One study estimates Americans will spend \\$4.8 billion buying pot in the states where it's legal. And that doesn't even include the businesses that surround it -- such as on-demand delivery services, paraphernalia-of-the-month clubs and marijuana tourism. The four states where marijuana is legal for any purpose whatsoever are seeing a boom -- though Colorado might have the biggest claim to being weed country. In 2014, when the Rocky Mountain state made recreational weed legal, Colorado saw more tourists (spending more money) than at any time in its history.
Marijuana-friendly hotels in the state are jam-packed, says Jeremy Bamford, founder of PotGuide.com, in Denver. People's private homes are helping to "pick up the slack," he says.
That demand also makes these Airbnbs of weed the go-to sources for traveling stoners. Peruse TravelTHC, for example, and you'll find a wide range of digs in Colorado and Washington, from a 4,000-square-foot home in Black Hawk, Colorado, that goes for \\$368 a night to a 19th-century Victorian home in Manitou Springs for \\$375. This year, the website opens its doors to blaze-friendly homes in Oregon and Alaska.
And then there's BudandBreakfast.com. Launched last year, its name pretty much says it all. By late 2015, the site had about 300 weed-friendly homes, primarily in Colorado, but also in places like Uruguay, Brazil, Argentina, Italy, New Zealand, the Philippines and, of course, Jamaica.
"We have everything from a couch to a castle," says founder and CEO Sean Roby, fresh from visiting homes in Jamaica. "Some listings are \\$3,000 a night."
Rocky Mountain high
Colorado is far and away BudandBreakfast's most popular destination, and Roby says the hosts who do the best are the ones who go all out -- that is, provide the full bed-and-breakfast experience, but with weed. (Button, it should be noted, is one of the busier hosts.)

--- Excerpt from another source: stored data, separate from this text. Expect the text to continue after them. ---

//! Gleaner Common Library
#![deny(clippy::unwrap_used, clippy::expect_used)]
//!
//! Shared plumbing for the gleaner workspace members:
//!
//! - **Dates**: inclusive date ranges and the symbolic range words the CLI
//!   accepts (`today`, `yesterday`, `last-week`, ...)
//! - **Logging**: tracing subscriber setup (console or rotated file, text
//!   or JSON)

pub mod dates;
pub mod logging;

// Re-export commonly used types
pub use dates::{DateRange, DateRangeError, RangeWord};
pub use logging::{init_logging, LogConfig, LogFormat, LogLevel, LogOutput};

"We have [hosts] who will have a smoking room or vaporizers, [and] full-blown bud and breakfasts [serving] marijuana-infused hollandaise sauce," says Roby, adding that visitors from states where weed is still verboten are pretty blown away by it all. "They're shocked that we exist, and we're shocked that they're shocked."
While California's medical marijuana market might be America's biggest for legal cannabis, its bud hosts and hostesses aren't nearly as active as those in Colorado.
Traci Bartlow started listing her Oakland home on BudandBreakfast last year. There are five bedrooms, which go for \\$55 a night and tend toward the austere side. And her backyard is a tad funky, with its tarp, less-than-vibrant plants and psychedelic mural on one yard-facing wall.
"I've gotten requests for bookings through BudandBreakfast but haven't had a single booking through them," says Bartlow, who's still optimistic she'll get guests through the site. "It's just a matter of time."
That's not too surprising, says Roby. Travelers are still wary of visiting states where weed is not yet fully legal for adults. "When a state goes legal, our phones go ringing."
House rules
Both TravelTHC and Roby's site give property owners a chance to specify what's allowed in their homes and what's not.
"I make the rules for what you can do in my house very clear," explains Vivienne Palmer, who lists her \\$200-a-night Boulder penthouse on BudandBreakfast. "My biggest concerns are fire danger ... No joints, no bongs, anything that you have to hold a flame to, including candles and incense."
Her rules don't seem to bother guests. Palmer's penthouse is almost always booked.
That same tourism boom keeps Button's business busy, too. The stoner hostess and Bible group organizer is in expansion mode, with a plan to open a marijuana-friendly campground east of Denver.
"There's nothing out there, but it's nice," she says. "We'll have lots of fun activities."